*** Supplied entries ***

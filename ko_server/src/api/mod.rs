//! HTTP API for the bracket server.
//!
//! # Endpoints Overview
//!
//! ```text
//! GET  /health                                        - Store health (public)
//! POST /api/v1/tournaments                            - Create tournament
//! GET  /api/v1/tournaments?id=&name=                  - Search tournaments
//! POST /api/v1/tournaments/{id}/competitors           - Register competitor
//! GET  /api/v1/tournaments/{id}/competitors           - List competitors
//! GET  /api/v1/tournaments/{id}/matches               - Bracket (generated on first access)
//! POST /api/v1/tournaments/{id}/matches/{slot_id}     - Record a result
//! GET  /api/v1/tournaments/{id}/standings             - Final placings
//! ```
//!
//! Errors are returned as `{"error": "<message>"}` with the status chosen by
//! [`errors::status_for`].
//!
//! # Example Usage
//!
//! ```rust,no_run
//! use ko_server::api::{AppState, create_router};
//! use knockout::{BracketManager, MemoryBracketStore};
//! use std::sync::Arc;
//!
//! # async fn example() -> Result<(), Box<dyn std::error::Error>> {
//! let manager = BracketManager::new(Arc::new(MemoryBracketStore::new()));
//! let app = create_router(AppState { manager });
//!
//! let listener = tokio::net::TcpListener::bind("127.0.0.1:8080").await?;
//! axum::serve(listener, app).await?;
//! # Ok(())
//! # }
//! ```
//!
//! # CORS
//!
//! CORS is configured permissively.

pub mod errors;
pub mod matches;
pub mod request_id;
pub mod tournaments;

use axum::{
    Router,
    extract::State,
    http::StatusCode,
    response::{IntoResponse, Json},
    routing::{get, post},
};
use knockout::BracketManager;
use serde_json::json;
use tower_http::cors::CorsLayer;

/// Application state shared across all HTTP handlers.
#[derive(Clone)]
pub struct AppState {
    pub manager: BracketManager,
}

/// Create the complete API router with all endpoints and middleware.
pub fn create_router(state: AppState) -> Router {
    Router::new()
        .route("/health", get(health_check))
        .nest("/api/v1", create_v1_router())
        .layer(axum::middleware::from_fn(request_id::request_id_middleware))
        .layer(CorsLayer::permissive())
        .with_state(state)
}

fn create_v1_router() -> Router<AppState> {
    Router::new()
        .route(
            "/tournaments",
            get(tournaments::search_tournaments).post(tournaments::create_tournament),
        )
        .route(
            "/tournaments/{id}/competitors",
            get(tournaments::list_competitors).post(tournaments::register_competitor),
        )
        .route("/tournaments/{id}/matches", get(matches::list_matches))
        .route(
            "/tournaments/{id}/matches/{slot_id}",
            post(matches::record_result),
        )
        .route("/tournaments/{id}/standings", get(tournaments::standings))
}

/// Health check endpoint for monitoring and load balancers.
///
/// Returns `200 OK` when the entity store answers, `503 Service Unavailable`
/// otherwise.
async fn health_check(State(state): State<AppState>) -> impl IntoResponse {
    let store_healthy = state.manager.store().health_check().await.is_ok();

    let status_code = if store_healthy {
        StatusCode::OK
    } else {
        StatusCode::SERVICE_UNAVAILABLE
    };

    let response = json!({
        "status": if store_healthy { "healthy" } else { "unhealthy" },
        "version": env!("CARGO_PKG_VERSION"),
        "store": store_healthy,
        "timestamp": chrono::Utc::now().to_rfc3339(),
    });

    (status_code, Json(response))
}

*** End of Supplied entries ***

What to do: Please count the lines in the records that hold the string "middleware", and give the number alone.

Your response: 2